> TASK TO CARRY OUT
Copy out all the lines in the records that include the word "order".

────────────────────

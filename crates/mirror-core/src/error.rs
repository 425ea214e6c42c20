//! Error types for mirror-core

use std::path::PathBuf;

/// Result type for mirror-core operations
pub type Result<T> = std::result::Result<T, Error>;

/// Errors that can occur in mirror-core operations
#[derive(Debug, thiserror::Error)]
pub enum Error {
    /// Source root does not exist
    #[error("Source directory {path} does not exist")]
    SourceMissing { path: PathBuf },

    /// Source root exists but is not a directory
    #[error("Source {path} is not a directory")]
    SourceNotADirectory { path: PathBuf },

    /// Source root cannot be read
    #[error("Source directory {path} is not readable: {source}")]
    SourceUnreadable {
        path: PathBuf,
        #[source]
        source: std::io::Error,
    },

    /// Source root appears more than once in the input list
    #[error("Source directory {path} is duplicated")]
    DuplicateSource { path: PathBuf },

    /// Source root has no base name to mirror under (e.g. `/` or `.`)
    #[error("Source directory {path} has no usable base name")]
    SourceNameUnresolved { path: PathBuf },

    /// Filesystem error from mirror-fs
    #[error(transparent)]
    Fs(#[from] mirror_fs::Error),

    /// Standard I/O error
    #[error(transparent)]
    Io(#[from] std::io::Error),
}
//! Marker naming for backup and deletion renames.
//!
//! The engine never deletes destination content; it renames files with a
//! `~`-prefixed marker name instead. Any name starting with the marker
//! prefix is reserved: it is not a live mirrored file and the
//! deletion-marking scan leaves it alone.

use std::ffi::{OsStr, OsString};

/// Prefix shared by every marker file name.
pub const MARKER_PREFIX: &str = "~";

/// The two marker renames the engine performs.
#[derive(Debug, Clone, Copy, PartialEq, Eq)]
pub enum MarkerKind {
    /// `~bak.` preserves a file's pre-overwrite content
    Backup,
    /// `~del.` records that the source counterpart no longer exists
    Deleted,
}

impl MarkerKind {
    /// Get the marker prefix for this kind.
    pub fn prefix(&self) -> &'static str {
        match self {
            Self::Backup => "~bak.",
            Self::Deleted => "~del.",
        }
    }

    /// Build the marker file name for `name`.
    pub fn apply(&self, name: impl AsRef<OsStr>) -> OsString {
        let mut marker = OsString::from(self.prefix());
        marker.push(name.as_ref());
        marker
    }
}

impl std::fmt::Display for MarkerKind {
    fn fmt(&self, f: &mut std::fmt::Formatter<'_>) -> std::fmt::Result {
        write!(f, "{}", self.prefix())
    }
}

/// Whether `name` is reserved for markers.
pub fn is_marker_name(name: &str) -> bool {
    name.starts_with(MARKER_PREFIX)
}

/// Whether `name` is hidden under the dotfile convention.
pub fn is_hidden_name(name: &str) -> bool {
    name.starts_with('.')
}
//! CLI argument parsing using clap derive

use std::ffi::OsString;
use std::path::{MAIN_SEPARATOR, Path, PathBuf};

use clap::Parser;

/// Mirror Backup - replicate directory trees, keeping history via renames
///
/// Copies each source directory beneath the destination root. Unchanged
/// files (same size and modification time) are skipped, changed files are
/// renamed to `~bak.<name>` before being overwritten, and files that
/// disappeared from the source are renamed to `~del.<name>`. Nothing is
/// ever deleted.
#[derive(Parser, Debug)]
#[command(name = "mirror")]
#[command(author, version, about)]
pub struct Cli {
    /// Log every action taken
    #[arg(short, long)]
    pub verbose: bool,

    /// Overwrite changed files without creating a ~bak. marker (-sb)
    #[arg(long, alias = "sb")]
    pub skip_backup: bool,

    /// Ignore hidden files and directories entirely (-sh)
    #[arg(long, alias = "sh")]
    pub skip_hidden: bool,

    /// Classify and count actions without touching the filesystem
    #[arg(long)]
    pub dry_run: bool,

    /// Print the run report as JSON
    #[arg(long)]
    pub json: bool,

    /// Destination root the mirrored trees are placed under
    pub dest: PathBuf,

    /// Source directories to mirror, in order
    #[arg(required = true)]
    pub sources: Vec<PathBuf>,
}

/// Rewrite the legacy flag spellings `-sb` and `-sh` to their long forms.
///
/// Only leading flag tokens are rewritten; once the first positional
/// argument appears, the rest passes through untouched. A stray `-sb`
/// after a positional therefore surfaces as an unknown argument, which
/// matches the legacy rule that flags must precede the paths.
pub fn normalize_args<I, T>(args: I) -> Vec<OsString>
where
    I: IntoIterator<Item = T>,
    T: Into<OsString>,
{
    let mut iter = args.into_iter().map(Into::into);
    let mut normalized: Vec<OsString> = Vec::new();

    // Program name passes through as-is
    if let Some(program) = iter.next() {
        normalized.push(program);
    }

    let mut in_flags = true;
    for arg in iter {
        if in_flags {
            match arg.to_str() {
                Some("-sb") => {
                    normalized.push("--skip-backup".into());
                    continue;
                }
                Some("-sh") => {
                    normalized.push("--skip-hidden".into());
                    continue;
                }
                Some(s) if s.starts_with('-') => {}
                _ => in_flags = false,
            }
        }
        normalized.push(arg);
    }

    normalized
}

/// Strip trailing path separators from a source argument, so the root's
/// base name resolves (`data/` mirrors as `data`).
pub fn strip_trailing_separator(path: &Path) -> PathBuf {
    let Some(s) = path.to_str() else {
        return path.to_path_buf();
    };
    let trimmed = s.trim_end_matches(MAIN_SEPARATOR);
    if trimmed.is_empty() {
        // The argument was the root directory itself
        path.to_path_buf()
    } else {
        PathBuf::from(trimmed)
    }
}
use std::collections::BTreeSet;
use std::io::{BufRead, BufReader, Read};
use std::path::{Path, PathBuf};
use std::process::{Command, Stdio};
use std::sync::mpsc;

use crate::catalog::{EmbedKind, StageMode};
use crate::config::BuildEnv;
use crate::error::{Error, Result};
use crate::planner::StagingItem;
use crate::util;

const MAX_LOG_CHARS: usize = 4096;

/// Execution context shared by the staging strategies: dry-run flag,
/// stdout logging and subprocess handling.
pub struct ExecCtx {
    pub dry_run: bool,
}

impl ExecCtx {
    pub fn new(dry_run: bool) -> Self {
        Self { dry_run }
    }

    pub fn log(&self, msg: &str) {
        println!("{msg}");
    }

    pub fn warn(&self, msg: &str) {
        println!("WARN: {msg}");
    }

    // Runs a subprocess with line-buffered, sanitized output. A non-zero
    // exit is an error; callers that cannot recover let it propagate and
    // abort the build invocation.
    pub fn run_cmd(&self, mut cmd: Command) -> Result<()> {
        if self.dry_run {
            self.log(&format!("DRY-RUN: {:?}", cmd));
            return Ok(());
        }

        let mut child = cmd
            .stdin(Stdio::null())
            .stdout(Stdio::piped())
            .stderr(Stdio::piped())
            .spawn()
            .map_err(|e| Error::msg(format!("spawn failed: {e}")))?;

        let stdout = child.stdout.take();
        let stderr = child.stderr.take();

        let (tx, rx) = mpsc::channel::<String>();
        if let Some(out) = stdout {
            let tx = tx.clone();
            std::thread::spawn(move || read_output_stream(out, tx));
        }
        if let Some(err) = stderr {
            let tx = tx.clone();
            std::thread::spawn(move || read_output_stream(err, tx));
        }
        drop(tx);

        for line in rx {
            let line = sanitize_line(&line);
            if !line.is_empty() {
                self.log(&line);
            }
        }

        let status = child
            .wait()
            .map_err(|e| Error::msg(format!("wait failed: {e}")))?;
        if !status.success() {
            return Err(Error::msg(format!("command failed: {status}")));
        }
        Ok(())
    }
}

fn read_output_stream<R: Read>(reader: R, tx: mpsc::Sender<String>) {
    for line in BufReader::new(reader).lines() {
        match line {
            Ok(l) => {
                let _ = tx.send(l);
            }
            Err(_) => break,
        }
    }
}

// Strips terminal escape sequences and control characters so subprocess
// output cannot corrupt the log stream; long lines are truncated.
fn sanitize_line(input: &str) -> String {
    let mut out = String::with_capacity(input.len().min(MAX_LOG_CHARS));
    let mut count = 0usize;
    let mut chars = input.chars();
    while let Some(c) = chars.next() {
        if c == '\x1b' {
            match chars.next() {
                // CSI: swallow up to the final byte.
                Some('[') => {
                    for c in chars.by_ref() {
                        if ('@'..='~').contains(&c) {
                            break;
                        }
                    }
                }
                // OSC: swallow up to BEL.
                Some(']') => {
                    for c in chars.by_ref() {
                        if c == '\x07' {
                            break;
                        }
                    }
                }
                _ => {}
            }
            continue;
        }
        if c == '\t' {
            out.push(' ');
        } else if c.is_control() {
            continue;
        } else {
            out.push(c);
        }
        count += 1;
        if count >= MAX_LOG_CHARS {
            out.push_str(" ...[truncated]");
            break;
        }
    }
    out
}

/// One staging strategy. Each implementation picks the plan items carrying
/// its mode tag and ignores the rest.
pub trait StagingExecutor {
    fn run(&self, plan: &[StagingItem], ctx: &ExecCtx) -> Result<()>;
}

/// Copies selected assets into the filesystem-image staging directory.
pub struct CopyStager {
    pub out_dir: PathBuf,
    pub clear_first: bool,
}

impl StagingExecutor for CopyStager {
    fn run(&self, plan: &[StagingItem], ctx: &ExecCtx) -> Result<()> {
        if self.clear_first {
            ctx.log(&format!("clearing staging dir {}", self.out_dir.display()));
            if ctx.dry_run {
                // Nothing to do; the message above is the whole dry-run.
            } else if !util::clear_dir_entries(&self.out_dir)? {
                ctx.warn(&format!(
                    "{} does not exist or is not a directory",
                    self.out_dir.display()
                ));
            }
        }

        let items: Vec<&StagingItem> = plan
            .iter()
            .filter(|i| i.mode == StageMode::Copy)
            .collect();
        if items.is_empty() {
            ctx.log("no files selected for the filesystem image");
            return Ok(());
        }

        let mut seen = BTreeSet::<PathBuf>::new();
        for item in items {
            if !seen.insert(item.dest.clone()) {
                ctx.warn(&format!(
                    "duplicate destination {}; later match wins",
                    item.dest.display()
                ));
            }
            let dst = self.out_dir.join(&item.dest);
            if ctx.dry_run {
                ctx.log(&format!(
                    "DRY-RUN: copy {} -> {}",
                    item.source.display(),
                    dst.display()
                ));
                continue;
            }
            util::copy_file(&item.source, &dst)?;
            ctx.log(&format!(
                "copied {} -> {}",
                item.source.display(),
                dst.display()
            ));
        }
        Ok(())
    }
}

/// Pre/post hooks around the conversion of text-kind embedded items, used
/// by the enclosing build tooling to normalize bytes before conversion and
/// restore the file afterwards. Defaults do nothing.
pub trait EmbedHooks {
    fn prepare(&self, source: &Path) -> Result<()> {
        let _ = source;
        Ok(())
    }

    fn revert(&self, source: &Path) -> Result<()> {
        let _ = source;
        Ok(())
    }
}

pub struct NoHooks;

impl EmbedHooks for NoHooks {}

/// Converts selected assets into linkable objects and records them as link
/// inputs for the firmware image.
pub struct EmbedStager<'a> {
    pub build_dir: PathBuf,
    pub mcu: String,
    pub hooks: &'a dyn EmbedHooks,
}

impl StagingExecutor for EmbedStager<'_> {
    fn run(&self, plan: &[StagingItem], ctx: &ExecCtx) -> Result<()> {
        let items: Vec<&StagingItem> = plan
            .iter()
            .filter(|i| matches!(i.mode, StageMode::Embed { .. }))
            .collect();
        if items.is_empty() {
            ctx.log("no files selected for embedding");
            return Ok(());
        }

        if !ctx.dry_run {
            util::ensure_dir(&self.build_dir)?;
        }

        let mut registered = BTreeSet::<String>::new();
        let mut manifest_objects = Vec::new();
        for item in items {
            let object_name = object_file_name(&item.source);
            if !registered.insert(object_name.clone()) {
                ctx.warn(&format!(
                    "object {object_name} already registered; skipping {}",
                    item.source.display()
                ));
                continue;
            }
            let object = self.build_dir.join(&object_name);

            let text_kind = item.mode
                == StageMode::Embed {
                    kind: EmbedKind::Text,
                };
            if text_kind && !ctx.dry_run {
                self.hooks.prepare(&item.source)?;
            }
            let run_res = ctx
                .run_cmd(objcopy_command(&self.mcu, &item.source, &object))
                .map_err(|e| {
                    Error::msg(format!("conversion of {} failed: {e}", item.source.display()))
                });
            if text_kind && !ctx.dry_run {
                self.hooks.revert(&item.source)?;
            }
            run_res?;

            if !ctx.dry_run {
                ctx.log(&format!(
                    "embedded {} as {}",
                    item.source.display(),
                    object.display()
                ));
            }
            manifest_objects.push(serde_json::json!({
                "source": item.dest.display().to_string(),
                "object": object.display().to_string(),
            }));
        }

        if ctx.dry_run {
            return Ok(());
        }

        // The enclosing build tool reads this to append the objects to the
        // firmware link inputs and make the link target depend on them.
        let manifest = serde_json::json!({
            "mcu": self.mcu,
            "tool": objcopy_tool(&self.mcu),
            "objects": manifest_objects,
        });
        let manifest_path = self.build_dir.join("link_inputs.json");
        util::write_json_pretty(&manifest_path, &manifest)?;
        ctx.log(&format!("wrote {}", manifest_path.display()));
        Ok(())
    }
}

fn riscv_mcu(mcu: &str) -> bool {
    matches!(mcu, "esp32c3" | "esp32c6")
}

pub fn objcopy_tool(mcu: &str) -> String {
    if riscv_mcu(mcu) {
        "riscv32-esp-elf-objcopy".into()
    } else {
        format!("xtensa-{mcu}-elf-objcopy")
    }
}

pub fn object_file_name(source: &Path) -> String {
    let base = source
        .file_name()
        .map(|s| s.to_string_lossy().into_owned())
        .unwrap_or_default();
    format!("{base}.txt.o")
}

// The section rename is the contract with the firmware runtime: it locates
// embedded data through the read-only section name.
fn objcopy_command(mcu: &str, source: &Path, object: &Path) -> Command {
    let (output_target, binary_arch) = if riscv_mcu(mcu) {
        ("elf32-littleriscv", "riscv")
    } else {
        ("elf32-xtensa-le", "xtensa")
    };
    let mut cmd = Command::new(objcopy_tool(mcu));
    cmd.args(["--input-target", "binary"])
        .args(["--output-target", output_target])
        .args(["--binary-architecture", binary_arch])
        .args(["--rename-section", ".data=.rodata.embedded"])
        .arg(source)
        .arg(object);
    cmd
}

/// Runs both staging strategies over one plan, copy first, then embed.
pub fn run_plan(plan: &[StagingItem], env: &BuildEnv, ctx: &ExecCtx) -> Result<()> {
    CopyStager {
        out_dir: env.fs_out_dir.clone(),
        clear_first: env.clear_fs_dir,
    }
    .run(plan, ctx)?;

    EmbedStager {
        build_dir: env.build_dir.clone(),
        mcu: env.mcu.clone(),
        hooks: &NoHooks,
    }
    .run(plan, ctx)
}
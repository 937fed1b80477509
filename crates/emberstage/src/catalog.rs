//! The static asset catalog: which selection expression pulls in which
//! source files, and how they are staged. Changing the selectable assets
//! means editing this table.

/// How the embed executor treats a converted file.
#[derive(Debug, Clone, Copy, PartialEq, Eq)]
pub enum EmbedKind {
    /// Raw bytes, converted as-is.
    Binary,
    /// Plain text; the prepare/revert hook pair runs around its conversion.
    Text,
}

#[derive(Debug, Clone, Copy, PartialEq, Eq)]
pub enum StageMode {
    /// Copy into the filesystem image staging directory.
    Copy,
    /// Convert to a linkable object and register it as a link input.
    Embed { kind: EmbedKind },
}

#[derive(Debug, Clone)]
pub struct AssetGroup {
    /// Relative to the project root, ending in '/'.
    pub source_dir: String,
    /// File name patterns, expanded with glob semantics.
    pub patterns: Vec<String>,
    /// Leading path segments of `source_dir` dropped from copy destinations.
    pub skip_levels: usize,
}

#[derive(Debug, Clone)]
pub struct CatalogEntry {
    pub condition: String,
    pub mode: StageMode,
    pub groups: Vec<AssetGroup>,
}

const CUSTOM_CLOCK_LEVELS: usize = 10;

/// The built-in catalog. Entries are evaluated independently and in this
/// order; several may be selected at once (a clock level of 5 pulls in the
/// faces for levels 0 through 4).
pub fn builtin_catalog() -> Vec<CatalogEntry> {
    let frames: Vec<String> = (0..12).map(|i| format!("{i}.jpg")).collect();
    let mut catalog = Vec::with_capacity(CUSTOM_CLOCK_LEVELS + 2);

    for level in 0..CUSTOM_CLOCK_LEVELS {
        catalog.push(CatalogEntry {
            condition: format!("USE_CLOCK_CUSTOM > {level}"),
            mode: StageMode::Copy,
            groups: vec![AssetGroup {
                source_dir: format!("images/clock/CustomClock{level}/"),
                patterns: frames.clone(),
                // Staged paths start at "CustomClock<n>/", not "images/clock/".
                skip_levels: 2,
            }],
        });
    }

    for (variant, dir) in [
        ("NIXIE_NOHOLES", "images/clock/nixie.no-holes/"),
        ("NIXIE_HOLES", "images/clock/nixie.holes/"),
    ] {
        catalog.push(CatalogEntry {
            condition: format!("USE_CLOCK_NIXIE == {variant}"),
            mode: StageMode::Embed {
                kind: EmbedKind::Binary,
            },
            groups: vec![AssetGroup {
                source_dir: dir.to_string(),
                patterns: frames.clone(),
                skip_levels: 0,
            }],
        });
    }

    catalog
}

#[cfg(test)]
mod tests {
    use super::*;

    #[test]
    fn builtin_catalog_shape() {
        let catalog = builtin_catalog();
        assert_eq!(catalog.len(), CUSTOM_CLOCK_LEVELS + 2);

        let copies = catalog
            .iter()
            .filter(|e| e.mode == StageMode::Copy)
            .count();
        assert_eq!(copies, CUSTOM_CLOCK_LEVELS);

        for entry in &catalog {
            for group in &entry.groups {
                assert!(group.source_dir.ends_with('/'));
                assert_eq!(group.patterns.len(), 12);
            }
        }

        assert_eq!(catalog[0].condition, "USE_CLOCK_CUSTOM > 0");
        assert_eq!(catalog[0].groups[0].skip_levels, 2);
        assert_eq!(
            catalog[CUSTOM_CLOCK_LEVELS].condition,
            "USE_CLOCK_NIXIE == NIXIE_NOHOLES"
        );
    }
}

────────────────────

> TASK SOLUTION
    /// Source directories to mirror, in order
/// order; several may be selected at once (a clock level of 5 pulls in the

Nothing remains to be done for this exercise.